Framing the Musical Narrative

As listeners approach Scheherazade.2, their perceptions of the musical story will be shaped not only by Adams's programmatic descriptions and commentary, but also by various other factors surrounding the themes and performances of the piece. For example, listeners recognizing the issues of misogyny presented in the program may experience the music in the contexts of both the Me Too movement—whether in its original 2006 context or in the context of its viral social media proliferation in 2017—and the Washington, D.C. Women's March of January 2017. More literary-minded listeners may focus on their past exposure to One Thousand and One Nights, imagining the fantastical folk tales as they experience the dramatic symphony. The medium through which a listener encounters the music also affects its interpretation, whether first heard in a live performance or through the one existing recording released by Nonesuch in 2016 with the St. Louis Symphony Orchestra. Scheherazade.2 has been performed by dozens of symphony orchestras in the United States and internationally since its premiere in 2015, with each performance presenting the piece in a slightly different context of programming.Footnote 27

As a significant example of programming, Adams's piece may be paired with Scheherazade, Nikolai Rimsky-Korsakov's well-known nineteenth-century representation of One Thousand and One Nights. Footnote 28 If audience members were to attend a concert of Scheherazade followed by Scheherazade.2, they would experience the juxtaposition of the Romantic story and the modern story, with the added “point 2” suggesting that Adams's piece might be considered as a sequel to Rimsky-Korsakov's. A brief exploration of Rimsky-Korsakov's Scheherazade demonstrates the narrative approach that audiences may adopt to inform readings of Adams's piece.

Composed in 1888, Rimsky-Korsakov's Scheherazade portrays various scenes from One Thousand and One Nights. The four-movement symphonic suite imitates the overarching frame structure of the folktales as individual stories conveyed in each movement.Footnote 29 Various musical themes depicting characters and events interact throughout the piece, with the prominent solo violin representing Scheherazade's narrative voice.Footnote 30 Through Scheherazade, Rimsky-Korsakov evokes romantic, fantastical stories just as Scheherazade related, such that listeners “carry away the impression that it is beyond doubt an Oriental narrative of some numerous and varied fairy-tale wonders.”Footnote 31 As a modern foil to Rimsky-Korsakov's Scheherazade, Scheherazade.2 engages the same diegesis but differs in that it focuses on the narrating protagonist rather than the stories she tells. Adams also employs a four-movement form for his dramatic symphony, and he also constructs Scheherazade's voice through a solo violin part.Footnote 32 While musical events in the two works play out differently, the intertextuality of symphonic structure, violin narrative role, and shared literary source material can shape perceptions of characters and events.
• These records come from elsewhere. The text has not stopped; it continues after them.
// SPDX-License-Identifier: Apache-2.0
// Copyright 2025 itsakeyfut
//
// Licensed under the Apache License, Version 2.0 (the "License");
// you may not use this file except in compliance with the License.
// You may obtain a copy of the License at
//
//     http://www.apache.org/licenses/LICENSE-2.0
//
// Unless required by applicable law or agreed to in writing, software
// distributed under the License is distributed on an "AS IS" BASIS,
// WITHOUT WARRANTIES OR CONDITIONS OF ANY KIND, either express or implied.
// See the License for the specific language governing permissions and
// limitations under the License.

//! Session configuration
//!
//! Describes one streaming run through the CDC: which disc to read, where
//! to start, how many sectors, and which host CPU drains them.
//!
//! ```toml
//! disc = "game.cue"
//! start_sector = 16
//! sector_count = 4
//! device_destination = 3
//! host_cpu = "sub"
//! ```

use serde::{Deserialize, Serialize};
use std::path::{Path, PathBuf};

use crate::core::cdc::{HostCpu, DEFAULT_DEVICE_DESTINATION};
use crate::core::error::{EmulatorError, Result};

/// Streaming session settings
#[derive(Debug, Clone, PartialEq, Eq, Serialize, Deserialize)]
#[serde(default)]
pub struct SessionConfig {
    /// Disc image path (.cue, .bin or .iso)
    pub disc: Option<PathBuf>,

    /// First sector to read
    pub start_sector: u32,

    /// Number of sectors to read
    pub sector_count: u32,

    /// Device destination code programmed before each read
    pub device_destination: u16,

    /// CPU that drains the host data register
    pub host_cpu: HostCpu,
}

impl Default for SessionConfig {
    fn default() -> Self {
        Self {
            disc: None,
            start_sector: 0,
            sector_count: 1,
            device_destination: DEFAULT_DEVICE_DESTINATION,
            host_cpu: HostCpu::Sub,
        }
    }
}

impl SessionConfig {
    /// Load configuration from TOML file
    pub fn load<P: AsRef<Path>>(path: P) -> Result<Self> {
        let contents = std::fs::read_to_string(path)?;
        toml::from_str(&contents)
            .map_err(|e| EmulatorError::Config(format!("Failed to parse config: {}", e)))
    }

    /// Save configuration to TOML file
    pub fn save<P: AsRef<Path>>(&self, path: P) -> Result<()> {
        let contents = toml::to_string_pretty(self)
            .map_err(|e| EmulatorError::Config(format!("Failed to serialize config: {}", e)))?;
        std::fs::write(path, contents)?;
        Ok(())
    }
}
Imbued with sexual politics and exotic musical tropes, the accrued meaning of Scheherazade sets a precedent for the interpretive mindset carried into Scheherazade.2.

Rimsky-Korsakov's suite begins with a loud, low unison statement in E minor, with a heavy expressive marking and in the dark timbres of low brass, clarinet, bassoon, violin, and low strings. The foreboding nature of the strong dynamics and accented rhythm suggest that this theme represents the Sultan (Example 1).Footnote 34

Example 1. Nikolai Rimsky-Korsakov, Scheherazade, first movement, the Sultan's theme, mm. 1–7.Footnote 33

The solo violin theme follows as a musical opposition to the Sultan (Example 2).Footnote 35 The smooth and virtuosic undulating line and the high register singing quality of the violin's timbre suggest stereotyped conceptions of femininity, indicating the persona of Scheherazade. Her expressive cadenza segues into the musical storytelling, in which instruments and themes may be associated with the characters and events suggested in the programmatic movements.

Example 2. Rimsky-Korsakov, Scheherazade, first movement, Scheherazade's theme, mm. 14–17.

Scheherazade's narrating theme returns throughout the symphony, and her most prominent reappearance occurs near the end of the fourth movement. At the end of her final cadenza, she sustains a high E, overlapping with a new statement of the Sultan's theme. The Sultan is now drastically subdued; his texture is reduced to cello and bass, now pianissimo, and his initial volatile rhythm and accents are now calm. This thematic treatment suggests that the persona of Scheherazade overcomes the Sultan and transforms his violent nature, reflecting the empowered ending of One Thousand and One Nights (Example 3).Footnote 36

Example 3. Rimsky-Korsakov, Scheherazade, fourth movement, Scheherazade's theme overlapping and transforming the Sultan's theme, mm. 641–55.

Scheherazade's ornamented arabesque line is a prominent exotic marker, and additional signifiers of exoticism pervade the piece: distinctive and accented rhythmic patterns, quick chromatic ornaments decorating the melody, gapped scales, and colorful harmonies.Footnote 37 The orchestral instruments are at times employed to sound foreign, highlighting woodwind instruments and percussion instruments, including tambourine, snare drum, and triangle.Footnote 38 The programmatic movement titles referencing One Thousand and One Nights contribute to the piece's exoticism, evoking the Arabian world of the folk tales. The indicators of femininity and exoticism in Scheherazade's persona guide listeners to construct a story around the suggested characters and events and recognize the narrative potential of Scheherazade's empowerment. Those familiar with the effects of the tropes and allusive musical representations of Scheherazade possess an important context for understanding the identities and narrative evoked in Scheherazade.2.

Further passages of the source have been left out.